Заложники Кремля (Тархова) - страница 301

— Что обычно со стороны дачи видится в море? Какие корабли? И что виделось в эти августовские дни?

— Типичная картина — один сторожевик стоит на приколе. Обычно мимо проходили пассажирские пароходы, сухогрузы. А в эти три дня их не было. Я видела три сторожевика — больше, чем обычно. Ночью с 18 на 19 еще военные корабли подходили. Зять их видел, окна спальни детей на море выходили. В 4.30 утра. И на второй день тоже подходили прямо к берегу и стояли минут сорок. Десантные корабли на воздушной подушке. Что это было — психологическое давление или попытка захвата, не знаю…

Но Форос, где семья Горбачева пережила ощущение катастрофы и даже близкой гибели, считает Ирина, — это было менее страшным, чем то, что началось потом. «Да, Форос сыграл свою роль в маминой болезни. У нее был там микроинсульт, мы ее здоровьем толком не занимались, не до того было. Но убивали ее политические игры, идущие с большим подъемом по всей стране. Травля, которая шла все годы. Так что если все вместе сложить, то получится Форос в многократном размере. В 93-м мама начала слепнуть из-за инфаркта сосудов глаз…
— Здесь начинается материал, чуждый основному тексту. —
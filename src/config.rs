//! Engine configuration.
//!
//! Every field has a default so an empty JSON object (or no file at all) is a
//! valid configuration.

use std::fs;
use std::path::Path;
use std::time::Duration;

use anyhow::{Context, Result, ensure};
use serde::Deserialize;

#[derive(Clone, Debug, Deserialize)]
pub struct EngineConfig {
    #[serde(default)]
    pub layout: LayoutConfig,

    #[serde(default)]
    pub overlay: OverlayConfig,

    #[serde(default)]
    pub particles: ParticleConfig,

    #[serde(default)]
    pub physics: PhysicsConfig,

    /// Minimum notice severity that counts for `has_notices`.
    #[serde(default)]
    pub notice_severity_threshold: Option<u8>,

    #[serde(default = "default_layout_watchdog_ms")]
    pub layout_watchdog_ms: u64,
}

impl Default for EngineConfig {
    fn default() -> Self {
        Self {
            layout: LayoutConfig::default(),
            overlay: OverlayConfig::default(),
            particles: ParticleConfig::default(),
            physics: PhysicsConfig::default(),
            notice_severity_threshold: None,
            layout_watchdog_ms: default_layout_watchdog_ms(),
        }
    }
}

impl EngineConfig {
    pub fn load(path: &Path) -> Result<Self> {
        let raw = fs::read_to_string(path)
            .with_context(|| format!("failed to read config file {}", path.display()))?;
        let config: Self = serde_json::from_str(&raw)
            .with_context(|| format!("invalid engine config in {}", path.display()))?;
        config
            .validate()
            .with_context(|| format!("invalid engine config in {}", path.display()))?;
        Ok(config)
    }

    pub fn validate(&self) -> Result<()> {
        let particles = &self.particles;
        ensure!(
            particles.min_release_delay_ms > 0.0 && particles.min_release_delay_ms.is_finite(),
            "particles.min_release_delay_ms must be positive, got {}",
            particles.min_release_delay_ms
        );
        ensure!(
            particles.max_release_delay_ms >= particles.min_release_delay_ms
                && particles.max_release_delay_ms.is_finite(),
            "particles.max_release_delay_ms must be finite and at least min_release_delay_ms, got {}",
            particles.max_release_delay_ms
        );
        ensure!(
            self.layout.max_per_rank > 0,
            "layout.max_per_rank must be at least 1"
        );
        Ok(())
    }

    pub fn layout_watchdog(&self) -> Duration {
        Duration::from_millis(self.layout_watchdog_ms)
    }
}

fn default_layout_watchdog_ms() -> u64 {
    10_000
}

#[derive(Clone, Debug, Deserialize)]
pub struct LayoutConfig {
    #[serde(default = "default_max_per_rank")]
    pub max_per_rank: usize,

    #[serde(default)]
    pub entry_adjacent_ranking: bool,

    #[serde(default = "default_ring_margin")]
    pub ring_margin: f32,

    #[serde(default = "default_dns_row_height")]
    pub dns_row_height: f32,

    #[serde(default = "default_node_size")]
    pub default_node_size: f32,
}

impl Default for LayoutConfig {
    fn default() -> Self {
        Self {
            max_per_rank: default_max_per_rank(),
            entry_adjacent_ranking: false,
            ring_margin: default_ring_margin(),
            dns_row_height: default_dns_row_height(),
            default_node_size: default_node_size(),
        }
    }
}

fn default_max_per_rank() -> usize {
    8
}

fn default_ring_margin() -> f32 {
    60.0
}

fn default_dns_row_height() -> f32 {
    120.0
}

fn default_node_size() -> f32 {
    16.0
}

#[derive(Clone, Debug, Deserialize)]
pub struct OverlayConfig {
    #[serde(default = "default_dimming_duration_ms")]
    pub dimming_duration_ms: u64,

    /// Dim level applied to objects outside a highlight or search match.
    #[serde(default = "default_dimmed_level")]
    pub dimmed_level: f32,
}

impl Default for OverlayConfig {
    fn default() -> Self {
        Self {
            dimming_duration_ms: default_dimming_duration_ms(),
            dimmed_level: default_dimmed_level(),
        }
    }
}

impl OverlayConfig {
    pub fn dimming_duration(&self) -> Duration {
        Duration::from_millis(self.dimming_duration_ms)
    }
}

fn default_dimming_duration_ms() -> u64 {
    500
}

fn default_dimmed_level() -> f32 {
    0.8
}

#[derive(Clone, Debug, Deserialize)]
pub struct ParticleConfig {
    #[serde(default = "default_pool_size")]
    pub pool_size: usize,

    #[serde(default = "default_inflection_percent")]
    pub inflection_percent: f64,

    #[serde(default = "default_min_release_delay_ms")]
    pub min_release_delay_ms: f64,

    #[serde(default = "default_max_release_delay_ms")]
    pub max_release_delay_ms: f64,

    #[serde(default = "default_max_per_release")]
    pub max_per_release: f64,
}

impl Default for ParticleConfig {
    fn default() -> Self {
        Self {
            pool_size: default_pool_size(),
            inflection_percent: default_inflection_percent(),
            min_release_delay_ms: default_min_release_delay_ms(),
            max_release_delay_ms: default_max_release_delay_ms(),
            max_per_release: default_max_per_release(),
        }
    }
}

fn default_pool_size() -> usize {
    500
}

fn default_inflection_percent() -> f64 {
    0.1
}

fn default_min_release_delay_ms() -> f64 {
    80.0
}

fn default_max_release_delay_ms() -> f64 {
    4000.0
}

fn default_max_per_release() -> f64 {
    10.0
}

#[derive(Clone, Copy, Debug, Deserialize)]
pub struct PhysicsConfig {
    #[serde(default)]
    pub enabled: bool,

    #[serde(default = "default_intensity")]
    pub intensity: f32,

    #[serde(default = "default_velocity_damping")]
    pub velocity_damping: f32,

    #[serde(default = "default_spring_length")]
    pub spring_length: f32,
}

impl Default for PhysicsConfig {
    fn default() -> Self {
        Self {
            enabled: false,
            intensity: default_intensity(),
            velocity_damping: default_velocity_damping(),
            spring_length: default_spring_length(),
        }
    }
}

fn default_intensity() -> f32 {
    1.0
}

fn default_velocity_damping() -> f32 {
    0.9
}

fn default_spring_length() -> f32 {
    96.0
}
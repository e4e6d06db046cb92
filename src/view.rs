//! The contract between the engine and whatever draws it.

use std::cell::RefCell;
use std::rc::Rc;

use eframe::egui::Vec2;

use crate::entity::ObjectRef;
use crate::layout::geometry::{arc_control_point, circle_center};

/// Callbacks the engine makes into the rendering layer. Every method is
/// required, so a renderer cannot silently skip one.
pub trait ViewBridge {
    fn visibility_changed(&mut self, object: &ObjectRef, visible: bool);
    fn object_updated(&mut self, object: &ObjectRef);
    fn object_removed(&mut self, object: &ObjectRef);
    fn position_changed(&mut self, node: &str, position: Vec2);
    /// Hit-testing structures are stale (objects moved, appeared or left).
    fn invalidate_interactive_children(&mut self);
}

#[derive(Clone, Debug, PartialEq)]
pub enum ViewCall {
    Visibility(ObjectRef, bool),
    Updated(ObjectRef),
    Removed(ObjectRef),
    Position(String, Vec2),
    InvalidateInteractive,
}

/// Bridge that records every call. Used headless and in tests; clones share
/// the same log.
#[derive(Clone, Default)]
pub struct RecordingView {
    calls: Rc<RefCell<Vec<ViewCall>>>,
}

impl RecordingView {
    pub fn calls(&self) -> Vec<ViewCall> {
        self.calls.borrow().clone()
    }

    pub fn take(&self) -> Vec<ViewCall> {
        self.calls.take()
    }

    fn push(&self, call: ViewCall) {
        self.calls.borrow_mut().push(call);
    }
}

impl ViewBridge for RecordingView {
    fn visibility_changed(&mut self, object: &ObjectRef, visible: bool) {
        self.push(ViewCall::Visibility(object.clone(), visible));
    }

    fn object_updated(&mut self, object: &ObjectRef) {
        self.push(ViewCall::Updated(object.clone()));
    }

    fn object_removed(&mut self, object: &ObjectRef) {
        self.push(ViewCall::Removed(object.clone()));
    }

    fn position_changed(&mut self, node: &str, position: Vec2) {
        self.push(ViewCall::Position(node.to_owned(), position));
    }

    fn invalidate_interactive_children(&mut self) {
        self.push(ViewCall::InvalidateInteractive);
    }
}

/// Bridge for graphs nobody is drawing.
#[derive(Clone, Copy, Debug, Default)]
pub struct DetachedView;

impl ViewBridge for DetachedView {
    fn visibility_changed(&mut self, _object: &ObjectRef, _visible: bool) {}
    fn object_updated(&mut self, _object: &ObjectRef) {}
    fn object_removed(&mut self, _object: &ObjectRef) {}
    fn position_changed(&mut self, _node: &str, _position: Vec2) {}
    fn invalidate_interactive_children(&mut self) {}
}

#[derive(Clone, Copy, Debug, PartialEq)]
pub enum ConnectionPath {
    Straight { from: Vec2, to: Vec2 },
    Arc { from: Vec2, to: Vec2, center: Vec2, radius: f32 },
}

/// Path a renderer should draw for a connection. Ring layouts bend their
/// connections; degenerate arcs fall back to a straight line.
pub fn connection_path(source: Vec2, target: Vec2, bulge: f32) -> ConnectionPath {
    if bulge == 0.0 || (target - source).length() < 1e-3 {
        return ConnectionPath::Straight {
            from: source,
            to: target,
        };
    }

    let control = arc_control_point(source, target, bulge);
    match circle_center(source, control, target) {
        Some(center) => ConnectionPath::Arc {
            from: source,
            to: target,
            center,
            radius: (source - center).length(),
        },
        None => ConnectionPath::Straight {
            from: source,
            to: target,
        },
    }
}
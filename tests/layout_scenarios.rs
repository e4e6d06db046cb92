use std::collections::HashMap;
use std::sync::Arc;
use std::time::{Duration, Instant};

use traffic_flow::config::PhysicsConfig;
use traffic_flow::entity::GraphObject;
use traffic_flow::graph::{GraphContext, GraphEvent, GraphKind, TrafficGraph};
use traffic_flow::layout::{
    Dimensions, DispatchMode, LayoutCache, LayoutDispatcher, LayoutEdge, LayoutInput, LayoutNode,
    LayoutStrategy, RankedLayout,
};
use traffic_flow::snapshot::{SnapshotConnection, SnapshotNode};
use traffic_flow::{EngineConfig, Scene, Snapshot};

fn snapshot(name: &str, edges: &[(&str, &str, f64)]) -> Snapshot {
    let mut nodes = Vec::<SnapshotNode>::new();
    for (source, target, _) in edges {
        for endpoint in [source, target] {
            if !nodes.iter().any(|node| node.name == *endpoint) {
                nodes.push(SnapshotNode::named(*endpoint));
            }
        }
    }

    Snapshot {
        renderer: Some("region".to_owned()),
        name: name.to_owned(),
        entry_node: None,
        max_volume: Some(100.0),
        nodes,
        connections: edges
            .iter()
            .map(|(source, target, value)| {
                SnapshotConnection::new(*source, *target).with_metric("normal", *value)
            })
            .collect(),
    }
}

fn input(edges: &[(&str, &str)]) -> LayoutInput {
    let mut names = edges
        .iter()
        .flat_map(|(source, target)| [*source, *target])
        .collect::<Vec<_>>();
    names.sort_unstable();
    names.dedup();

    LayoutInput {
        nodes: names
            .iter()
            .map(|name| LayoutNode {
                name: (*name).to_owned(),
                size: 16.0,
                weight: 1.0,
                position_hint: None,
                rank_hint: None,
            })
            .collect(),
        edges: edges
            .iter()
            .map(|(source, target)| LayoutEdge {
                name: format!("{source}--{target}"),
                source: (*source).to_owned(),
                target: (*target).to_owned(),
            })
            .collect(),
        entry_nodes: vec!["edge".to_owned()],
        options: Default::default(),
    }
}

#[test]
fn test_ranks_strictly_increase_along_acyclic_edges() {
    let layout = RankedLayout::new(Arc::new(LayoutCache::default()));
    let edges = [
        ("edge", "web"),
        ("web", "api"),
        ("api", "db"),
        ("web", "db"),
        ("db", "api"),
        ("api", "api"),
        ("api", "edge"),
    ];
    let output = layout.run(&input(&edges), Dimensions::default());

    assert_eq!(output.ranks.get("edge"), Some(&0));
    let rank = |name: &str| output.ranks.get(name).copied().unwrap_or(usize::MAX);
    // api -> api, api -> edge and db -> api close cycles; the rest is a DAG.
    for (source, target) in [("edge", "web"), ("web", "api"), ("api", "db"), ("web", "db")] {
        assert!(rank(source) < rank(target), "{source} -> {target}");
    }
    assert_eq!(output.positions.len(), 4);
}

#[test]
fn test_subset_topology_reuses_cached_positions() {
    let cache = Arc::new(LayoutCache::default());
    let layout = RankedLayout::new(Arc::clone(&cache));
    let full = layout.run(
        &input(&[("edge", "web"), ("web", "api"), ("api", "db")]),
        Dimensions::default(),
    );
    let subset = layout.run(&input(&[("edge", "web"), ("web", "api")]), Dimensions::default());

    assert_eq!(cache.computations(), 1);
    assert_eq!(cache.hits(), 1);
    assert_eq!(subset.positions.get("web"), full.positions.get("web"));
    assert!(!subset.positions.contains_key("db"));
}

#[test]
fn test_background_region_applies_only_last_snapshot() {
    let mut scene = Scene::new(
        Arc::new(EngineConfig::default()),
        DispatchMode::Inline,
        Dimensions::default(),
    );
    scene.update_data(snapshot("us-east", &[("edge", "a", 1.0)]));
    scene.set_view(&["us-east".to_owned()]);
    scene.set_view(&[]);

    scene.update_data(snapshot("us-east", &[("edge", "b", 2.0)]));
    scene.update_data(snapshot("us-east", &[("edge", "c", 3.0)]));
    let region = scene.region("us-east");
    assert!(region.is_some_and(|graph| graph.node("a").is_some()));

    scene.set_view(&["us-east".to_owned()]);
    let region = scene.current_graph();
    assert!(region.node("a").is_none());
    assert!(region.node("b").is_none());
    assert_eq!(region.outgoing_volume("edge", None), Some(3.0));
}

#[test]
fn test_late_worker_result_is_still_applied() {
    let dispatcher = Arc::new(LayoutDispatcher::new(DispatchMode::Deferred));
    let context = GraphContext {
        config: Arc::new(EngineConfig::default()),
        dispatcher: Arc::clone(&dispatcher),
        layout_cache: Arc::new(LayoutCache::default()),
        dimensions: Dimensions::default(),
    };
    let mut graph = TrafficGraph::new(GraphKind::Region, vec!["r".to_owned()], &context);
    graph.set_current(true);
    graph.set_state(snapshot("r", &[("edge", "api", 5.0), ("api", "db", 2.0)]), false);
    assert_eq!(graph.layout_tracker().outstanding(), 1);

    let timeout = Instant::now() + Duration::from_secs(30);
    graph.tick(timeout, 0.016);
    assert_eq!(graph.layout_tracker().outstanding(), 0);
    assert!(!graph.has_position_data());

    assert_eq!(dispatcher.run_deferred(), 1);
    graph.tick(timeout, 0.016);
    assert!(graph.has_position_data());
    let events = graph.take_events();
    assert!(events.iter().any(|event| matches!(event, GraphEvent::LayoutApplied { .. })));
}

#[test]
fn test_worker_layout_arrives() {
    let context = GraphContext {
        config: Arc::new(EngineConfig::default()),
        dispatcher: Arc::new(LayoutDispatcher::new(DispatchMode::Worker)),
        layout_cache: Arc::new(LayoutCache::default()),
        dimensions: Dimensions::default(),
    };
    let mut graph = TrafficGraph::new(GraphKind::Region, vec!["r".to_owned()], &context);
    graph.set_current(true);
    graph.set_state(snapshot("r", &[("edge", "api", 5.0)]), false);

    let deadline = Instant::now() + Duration::from_secs(5);
    while !graph.has_position_data() && Instant::now() < deadline {
        graph.tick(Instant::now(), 0.016);
        std::thread::sleep(Duration::from_millis(5));
    }
    assert!(graph.has_position_data());
}

#[test]
fn test_force_simulation_waits_for_discrete_layout() {
    let dispatcher = Arc::new(LayoutDispatcher::new(DispatchMode::Deferred));
    let context = GraphContext {
        config: Arc::new(EngineConfig {
            physics: PhysicsConfig {
                enabled: true,
                ..PhysicsConfig::default()
            },
            ..EngineConfig::default()
        }),
        dispatcher: Arc::clone(&dispatcher),
        layout_cache: Arc::new(LayoutCache::default()),
        dimensions: Dimensions::default(),
    };
    let mut graph = TrafficGraph::new(GraphKind::Region, vec!["r".to_owned()], &context);
    graph.set_current(true);
    graph.set_state(snapshot("r", &[("edge", "api", 5.0), ("api", "db", 2.0)]), false);
    assert!(!graph.simulation_active());

    dispatcher.run_deferred();
    graph.tick(Instant::now(), 0.016);
    assert!(graph.simulation_active());

    let before = graph
        .nodes()
        .map(|node| (node.name().to_owned(), node.position))
        .collect::<HashMap<_, _>>();
    for _ in 0..10 {
        graph.tick(Instant::now(), 0.016);
    }
    let moved = graph
        .nodes()
        .any(|node| before.get(node.name()) != Some(&node.position));
    assert!(moved);
}

#[test]
fn test_particles_follow_relative_volume() {
    let context = GraphContext {
        config: Arc::new(EngineConfig::default()),
        dispatcher: Arc::new(LayoutDispatcher::new(DispatchMode::Inline)),
        layout_cache: Arc::new(LayoutCache::default()),
        dimensions: Dimensions::default(),
    };
    let mut graph = TrafficGraph::new(GraphKind::Region, vec!["r".to_owned()], &context);
    graph.set_current(true);
    graph.set_state(snapshot("r", &[("edge", "api", 100.0), ("api", "db", 0.0)]), false);

    let busy = graph.particle_emitter("edge--api").map(|e| e.levels().release_delay_ms);
    assert_eq!(busy, Some(80.0));
    let idle = graph.particle_emitter("api--db").map(|e| e.levels().per_release);
    assert_eq!(idle, Some(0));

    let launched = graph.advance_particles(1000.0);
    assert!(launched > 0);
}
Однако, отставка имеет и некоторые преимущества. Ирина сказала в одном из интервью: у меня не было никаких должностей (в годы горбачевского президентства — Авт.), но это страшная моральная ответственность — где-то рвануло, что-то развалилось — это давит на тебя, угнетает… И вот: что бы ни случилось, как бы нас ни уничтожали — ты — свободна! Свободна!


Ирина Горбачева очень похожа на мать. Внешностью, манерой тщательно продумывать свой гардероб. Когда дочь появляется рядом с отцом, на какой-то миг может показаться, что ничего не случилось…

Дочь теперь все время рядом с отцом. Еще один повторившийся семейный сюжет: когда умерла мать, дочь оставила свою диссертацию и занялась делами отца. Уйдя в Горбачев-Фонд, села за парту — закончила бизнес-школу в Академии народного хозяйства. После этого отец своей волей назначил ее вице-президентом фонда. Дочь, насколько это возможно, старается закрыть собой зияющую пробоину. Она приняла на себя обязанности старшей женщины в семье, из-за чего даже нарушила данное самой себе слово никогда не выступать с интервью. «Раньше я говорила журналистам: у меня живы папа и мама, они здоровы и дееспособны, нет никакой нужды в „заместительной терапии“… Во мне же нет ни исторического, ни общественного масштаба».

Теперь она не может произнести этих слов. К тому же, вероятно, появилась потребность рассказать что-то о родителях, что-то в них объяснить.

Ирина думает, что пока плохо справляется с новой ролью. «Мы с мамой всегда считали, что нехорошо отца одного отпускать в поездки, сопровождали его — то она, то я. Эти обязанности определились и носили характер устоявшегося образа жизни. Сейчас на мне все. И дом, и ежедневная жизнь Фонда, и поездки. Все слилось в одно, и я чувствую, что страдает все».